(Collected data entries)
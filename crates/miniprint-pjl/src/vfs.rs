// SPDX-License-Identifier: PMPL-1.0-or-later
// Copyright (c) 2026 Jonathan D.A. Jewell (hyperpolymath) <jonathan.jewell@open.ac.uk>
//
// Sandboxed in-memory filesystem backing the PJL FS* commands.
//
// Every session gets its own tree, built from a fixed layout that mirrors the
// volume of a real HP LaserJet (`0:\PJL`, `0:\webServer\...`).  Nothing here
// ever touches the host filesystem and nothing a client sends can change the
// tree: FSMKDIR and FSUPLOAD are acknowledged by the dispatcher but never
// applied.
//
// # Path handling
//
// Paths are split on both `/` and `\`.  `.` is ignored and `..` walks up one
// level.  A `..` that would climb above the root makes the whole path
// unresolvable, so traversal attempts fall into the caller's "not found"
// branch instead of being clamped onto some other directory.

// ---------------------------------------------------------------------------
// Bootstrap layout
// ---------------------------------------------------------------------------

/// Directories present on every fresh volume.
const BOOTSTRAP_DIRS: &[&str] = &[
    "/PJL",
    "/PostScript",
    "/saveDevice/SavedJobs/InProgress",
    "/saveDevice/SavedJobs/KeepJob",
    "/webServer/default",
    "/webServer/home",
    "/webServer/lib",
    "/webServer/objects",
    "/webServer/permanent",
];

/// Placeholder files present on every fresh volume.
const BOOTSTRAP_FILES: &[&str] = &[
    "/webServer/default/csconfig",
    "/webServer/home/device.html",
    "/webServer/home/hostmanifest",
    "/webServer/lib/keys",
    "/webServer/lib/security",
];

// ---------------------------------------------------------------------------
// Public types
// ---------------------------------------------------------------------------

/// Whether a node is a file or a directory.
#[derive(Debug, Clone, Copy, PartialEq, Eq)]
pub enum NodeKind {
    File,
    Directory,
}

/// A directory entry as reported to clients.
#[derive(Debug, Clone, PartialEq, Eq)]
pub struct Node {
    pub name: String,
    pub kind: NodeKind,
    /// Size in bytes.  Always 0 for directories.
    pub size: u64,
}

/// Result of resolving a path.
#[derive(Debug, Clone, Copy, PartialEq, Eq)]
pub enum Lookup {
    File { size: u64 },
    Directory,
    NotFound,
}

// ---------------------------------------------------------------------------
// Tree
// ---------------------------------------------------------------------------

#[derive(Debug, Clone)]
enum Tree {
    File { size: u64 },
    /// Children are kept in insertion order, which is the order FSDIRLIST
    /// reports them in.
    Directory { children: Vec<(String, Tree)> },
}

impl Tree {
    fn empty_dir() -> Self {
        Tree::Directory {
            children: Vec::new(),
        }
    }

    fn child(&self, name: &str) -> Option<&Tree> {
        match self {
            Tree::Directory { children } => children
                .iter()
                .find(|(child, _)| child == name)
                .map(|(_, node)| node),
            Tree::File { .. } => None,
        }
    }

    /// Return the named child directory, creating it if missing.  `None` if a
    /// file is in the way or `self` is not a directory.
    fn child_dir_mut(&mut self, name: &str) -> Option<&mut Tree> {
        let Tree::Directory { children } = self else {
            return None;
        };
        let idx = match children.iter().position(|(child, _)| child == name) {
            Some(idx) => idx,
            None => {
                children.push((name.to_string(), Tree::empty_dir()));
                children.len() - 1
            }
        };
        match &mut children[idx].1 {
            dir @ Tree::Directory { .. } => Some(dir),
            Tree::File { .. } => None,
        }
    }
}

/// Split `path` into its components relative to the sandbox root.
///
/// Returns `None` when a `..` would leave the root.
pub fn normalize(path: &str) -> Option<Vec<&str>> {
    let mut parts: Vec<&str> = Vec::new();
    for component in path.split(['/', '\\']) {
        match component {
            "" | "." => {}
            ".." => {
                parts.pop()?;
            }
            name => parts.push(name),
        }
    }
    Some(parts)
}

/// Extract the path portion of a PJL volume name such as `"0:\PJL"`.
///
/// Quotes are stripped and everything up to and including the first `:` is
/// dropped.  Returns `None` if there is no volume separator.
pub fn resolve_device_path(name: &str) -> Option<String> {
    let unquoted = name.replace('"', "");
    unquoted
        .split_once(':')
        .map(|(_volume, path)| path.to_string())
}

// ---------------------------------------------------------------------------
// VirtualFilesystem
// ---------------------------------------------------------------------------

/// Per-session emulated printer volume.
#[derive(Debug, Clone)]
pub struct VirtualFilesystem {
    root: Tree,
}

impl Default for VirtualFilesystem {
    fn default() -> Self {
        Self::bootstrap()
    }
}

impl VirtualFilesystem {
    /// A volume containing nothing but the root directory.
    pub fn empty() -> Self {
        Self {
            root: Tree::empty_dir(),
        }
    }

    /// A volume with the standard printer layout.
    pub fn bootstrap() -> Self {
        let mut fs = Self::empty();
        for dir in BOOTSTRAP_DIRS {
            fs.create_dir_all(dir);
        }
        for file in BOOTSTRAP_FILES {
            fs.create_file(file, 0);
        }
        fs
    }

    /// Whether `path` names an existing file or directory.
    pub fn exists(&self, path: &str) -> bool {
        self.find(path).is_some()
    }

    /// Resolve `path` to the kind of node it names.
    pub fn lookup(&self, path: &str) -> Lookup {
        match self.find(path) {
            Some(Tree::File { size }) => Lookup::File { size: *size },
            Some(Tree::Directory { .. }) => Lookup::Directory,
            None => Lookup::NotFound,
        }
    }

    /// Children of the directory at `path`, in insertion order.  Empty when
    /// `path` is a file or does not resolve.
    pub fn list_children(&self, path: &str) -> Vec<Node> {
        match self.find(path) {
            Some(Tree::Directory { children }) => children
                .iter()
                .map(|(name, node)| match node {
                    Tree::File { size } => Node {
                        name: name.clone(),
                        kind: NodeKind::File,
                        size: *size,
                    },
                    Tree::Directory { .. } => Node {
                        name: name.clone(),
                        kind: NodeKind::Directory,
                        size: 0,
                    },
                })
                .collect(),
            _ => Vec::new(),
        }
    }

    fn find(&self, path: &str) -> Option<&Tree> {
        let parts = normalize(path)?;
        let mut node = &self.root;
        for part in parts {
            node = node.child(part)?;
        }
        Some(node)
    }

    // Layout construction is only ever driven by the constant tables above.

    fn create_dir_all(&mut self, path: &str) -> Option<&mut Tree> {
        let parts = normalize(path)?;
        let mut node = &mut self.root;
        for part in parts {
            node = node.child_dir_mut(part)?;
        }
        Some(node)
    }

    fn create_file(&mut self, path: &str, size: u64) {
        let Some(parts) = normalize(path) else {
            return;
        };
        let Some((name, parents)) = parts.split_last() else {
            return;
        };
        let parent_path = parents.join("/");
        if let Some(Tree::Directory { children }) = self.create_dir_all(&parent_path) {
            if !children.iter().any(|(child, _)| child == name) {
                children.push((name.to_string(), Tree::File { size }));
            }
        }
    }
}

// ---------------------------------------------------------------------------
// Tests
// ---------------------------------------------------------------------------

WHAT IS EXPECTED
Using the data above, count the lines where "webServer" appears. Reply with the number only.

EXERCISE ANSWER
11